*** EXCERPTED RECORDS ***
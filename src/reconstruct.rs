//! Rebuilding expressions from circuit graphs.
//!
//! Reconstruction starts at the output node and walks edges backwards: every
//! edge into a gate contributes one operand, in edge order, and input nodes
//! become variables named by their labels.

use std::collections::{HashMap, HashSet};

use log::debug;

use crate::ast::Expr;
use crate::error::ReconstructError;
use crate::gate::GateType;
use crate::graph::{Edge, Graph, Node, NodeKind};

/// Variable name of the expression returned for an unconnected output node.
pub const PLACEHOLDER: &str = "?";

/// Rebuilds the expression computed by the output node of a circuit.
///
/// An output node with no incoming edge yields the placeholder variable
/// [`PLACEHOLDER`] instead of an error, so graphs under construction can be
/// reconstructed at any time. If several edges enter the output, the first is
/// used.
///
/// Input labels become variable names unchanged. A label the lexer would split,
/// such as `ab`, does not survive a trip through text: see [`crate::format`].
///
/// ```
/// use bool_synth::graph::{Edge, Node, Position};
/// use bool_synth::reconstruct::reconstruct;
///
/// let nodes = vec![
///     Node::input("a", Position::default()),
///     Node::gate("g", "NOT".parse().unwrap(), Position::default()),
///     Node::output("out", Position::default()),
/// ];
/// let edges = vec![Edge::new("e0", "input-a", "g"), Edge::new("e1", "g", "out")];
/// assert_eq!(reconstruct(&nodes, &edges).unwrap().to_string(), "a'");
/// ```
pub fn reconstruct(nodes: &[Node], edges: &[Edge]) -> Result<Expr, ReconstructError> {
    debug!("reconstruct({} nodes, {} edges)", nodes.len(), edges.len());

    let output = nodes
        .iter()
        .find(|n| n.kind == NodeKind::Output)
        .ok_or(ReconstructError::NoOutputNode)?;
    let Some(root) = edges.iter().find(|e| e.target == output.id) else {
        debug!("output {} is not connected", output.id);
        return Ok(Expr::var(PLACEHOLDER));
    };

    let mut by_id = HashMap::new();
    for node in nodes {
        by_id.entry(node.id.as_str()).or_insert(node);
    }
    let mut walker = Walker {
        nodes: by_id,
        edges,
        on_path: HashSet::new(),
    };
    walker.build(&root.source)
}

impl Graph {
    /// Rebuilds the expression of this circuit, see [`reconstruct`].
    pub fn to_expr(&self) -> Result<Expr, ReconstructError> {
        reconstruct(&self.nodes, &self.edges)
    }
}

struct Walker<'a> {
    nodes: HashMap<&'a str, &'a Node>,
    edges: &'a [Edge],
    /// Gates on the path from the output to the node being built.
    on_path: HashSet<&'a str>,
}

impl<'a> Walker<'a> {
    fn build(&mut self, id: &str) -> Result<Expr, ReconstructError> {
        let node = *self
            .nodes
            .get(id)
            .ok_or_else(|| ReconstructError::NodeNotFound(id.to_string()))?;

        let gate = match node.kind {
            NodeKind::Input => return Ok(Expr::var(node.label.as_str())),
            NodeKind::Output => return Err(ReconstructError::OutputAsSource(node.id.clone())),
            NodeKind::Gate => node
                .label
                .parse::<GateType>()
                .map_err(|_| ReconstructError::UnknownGate {
                    id: node.id.clone(),
                    label: node.label.clone(),
                })?,
        };

        if !self.on_path.insert(node.id.as_str()) {
            return Err(ReconstructError::Cycle(node.id.clone()));
        }

        let sources: Vec<&'a str> = self
            .edges
            .iter()
            .filter(|e| e.target == node.id)
            .map(|e| e.source.as_str())
            .collect();
        let arity_error = || ReconstructError::Arity {
            id: node.id.clone(),
            gate,
            inputs: sources.len(),
        };
        if !gate.accepts(sources.len()) {
            return Err(arity_error());
        }

        let children = sources
            .iter()
            .map(|source| self.build(source))
            .collect::<Result<Vec<_>, _>>()?;
        self.on_path.remove(node.id.as_str());

        let expr = match gate {
            GateType::Not => {
                let [child]: [Expr; 1] = children.try_into().map_err(|_| arity_error())?;
                Expr::not(child)
            }
            GateType::Nary(t) => Expr::Nary(t, children),
        };
        Ok(expr)
    }
}

#[cfg(test)]
mod tests {
    use super::*;

    use crate::graph::Position;
    use crate::layout::layout;
    use crate::parser::parse;
    use test_log::test;

    fn at() -> Position {
        Position::default()
    }

    fn gate(id: &str, label: &str) -> Node {
        Node {
            id: id.to_string(),
            kind: NodeKind::Gate,
            label: label.to_string(),
            position: at(),
        }
    }

    #[test]
    fn test_layout_round_trip() {
        for text in ["a", "ab", "a+b'c", "(a+b)'", "NAND(a,b,c)", "a'b+ab'", "x ^ y ^ z", "a + 1"] {
            let e = parse(text).unwrap();
            let back = layout(&e).to_expr().unwrap();
            assert!(back.equivalent(&e), "{} came back as {}", text, back);
        }
    }

    #[test]
    fn test_operand_order_follows_edges() {
        let nodes = vec![
            Node::input("a", at()),
            Node::input("b", at()),
            gate("g", "OR"),
            Node::output("out", at()),
        ];
        let edges = vec![
            Edge::new("e0", "input-b", "g"),
            Edge::new("e1", "input-a", "g"),
            Edge::new("e2", "g", "out"),
        ];
        assert_eq!(reconstruct(&nodes, &edges), Ok(Expr::or([Expr::var("b"), Expr::var("a")])));
    }

    #[test]
    fn test_labels_are_case_insensitive() {
        let nodes = vec![Node::input("A", at()), gate("g", "nand"), Node::output("out", at())];
        let edges = vec![
            Edge::new("e0", "input-A", "g"),
            Edge::new("e1", "input-A", "g"),
            Edge::new("e2", "g", "out"),
        ];
        assert_eq!(
            reconstruct(&nodes, &edges),
            Ok(Expr::nand([Expr::var("A"), Expr::var("A")]))
        );
    }

    #[test]
    fn test_unconnected_output_is_placeholder() {
        let nodes = vec![Node::input("a", at()), Node::output("out", at())];
        assert_eq!(reconstruct(&nodes, &[]), Ok(Expr::var(PLACEHOLDER)));
    }

    #[test]
    fn test_no_output() {
        let nodes = vec![Node::input("a", at())];
        assert_eq!(reconstruct(&nodes, &[]), Err(ReconstructError::NoOutputNode));
        assert_eq!(Graph::new().to_expr(), Err(ReconstructError::NoOutputNode));
    }

    #[test]
    fn test_not_arity() {
        let nodes = vec![
            Node::input("a", at()),
            Node::input("b", at()),
            gate("g", "NOT"),
            Node::output("out", at()),
        ];
        let edges = vec![
            Edge::new("e0", "input-a", "g"),
            Edge::new("e1", "input-b", "g"),
            Edge::new("e2", "g", "out"),
        ];
        assert_eq!(
            reconstruct(&nodes, &edges),
            Err(ReconstructError::Arity {
                id: "g".to_string(),
                gate: GateType::Not,
                inputs: 2
            })
        );
        assert_eq!(
            reconstruct(&nodes, &edges[2..]),
            Err(ReconstructError::Arity {
                id: "g".to_string(),
                gate: GateType::Not,
                inputs: 0
            })
        );
    }

    #[test]
    fn test_nary_without_inputs() {
        let nodes = vec![gate("g", "AND"), Node::output("out", at())];
        let edges = vec![Edge::new("e0", "g", "out")];
        assert_eq!(
            reconstruct(&nodes, &edges),
            Err(ReconstructError::Arity {
                id: "g".to_string(),
                gate: GateType::and(),
                inputs: 0
            })
        );
    }

    #[test]
    fn test_single_input_nary() {
        let nodes = vec![Node::input("a", at()), gate("g", "XOR"), Node::output("out", at())];
        let edges = vec![Edge::new("e0", "input-a", "g"), Edge::new("e1", "g", "out")];
        assert_eq!(reconstruct(&nodes, &edges), Ok(Expr::xor([Expr::var("a")])));
    }

    #[test]
    fn test_malformed_graphs() {
        let nodes = vec![gate("g", "MUX"), Node::output("out", at())];
        let edges = vec![Edge::new("e0", "g", "out")];
        assert_eq!(
            reconstruct(&nodes, &edges),
            Err(ReconstructError::UnknownGate {
                id: "g".to_string(),
                label: "MUX".to_string()
            })
        );

        let nodes = vec![Node::output("out", at())];
        let edges = vec![Edge::new("e0", "ghost", "out")];
        assert_eq!(
            reconstruct(&nodes, &edges),
            Err(ReconstructError::NodeNotFound("ghost".to_string()))
        );

        let nodes = vec![gate("g", "NOT"), Node::output("out", at())];
        let edges = vec![Edge::new("e0", "out", "g"), Edge::new("e1", "g", "out")];
        assert_eq!(
            reconstruct(&nodes, &edges),
            Err(ReconstructError::OutputAsSource("out".to_string()))
        );
    }

    #[test]
    fn test_cycle() {
        let nodes = vec![gate("g", "NOT"), gate("h", "NOT"), Node::output("out", at())];
        let edges = vec![
            Edge::new("e0", "h", "g"),
            Edge::new("e1", "g", "h"),
            Edge::new("e2", "g", "out"),
        ];
        assert_eq!(reconstruct(&nodes, &edges), Err(ReconstructError::Cycle("g".to_string())));
    }

    #[test]
    fn test_shared_gate_is_not_a_cycle() {
        let nodes = vec![
            Node::input("a", at()),
            gate("n", "NOT"),
            gate("g", "AND"),
            Node::output("out", at()),
        ];
        let edges = vec![
            Edge::new("e0", "input-a", "n"),
            Edge::new("e1", "n", "g"),
            Edge::new("e2", "n", "g"),
            Edge::new("e3", "g", "out"),
        ];
        let a_ = Expr::not(Expr::var("a"));
        assert_eq!(reconstruct(&nodes, &edges), Ok(Expr::and([a_.clone(), a_])));
    }
}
*** End of EXCERPTED RECORDS ***
TASK INSTRUCTIONS >> Work through the records above. Copy every line with the string "NodeNotFound".

ANSWER FOR THIS EXERCISE >>
            .ok_or_else(|| ReconstructError::NodeNotFound(id.to_string()))?;
            Err(ReconstructError::NodeNotFound("ghost".to_string()))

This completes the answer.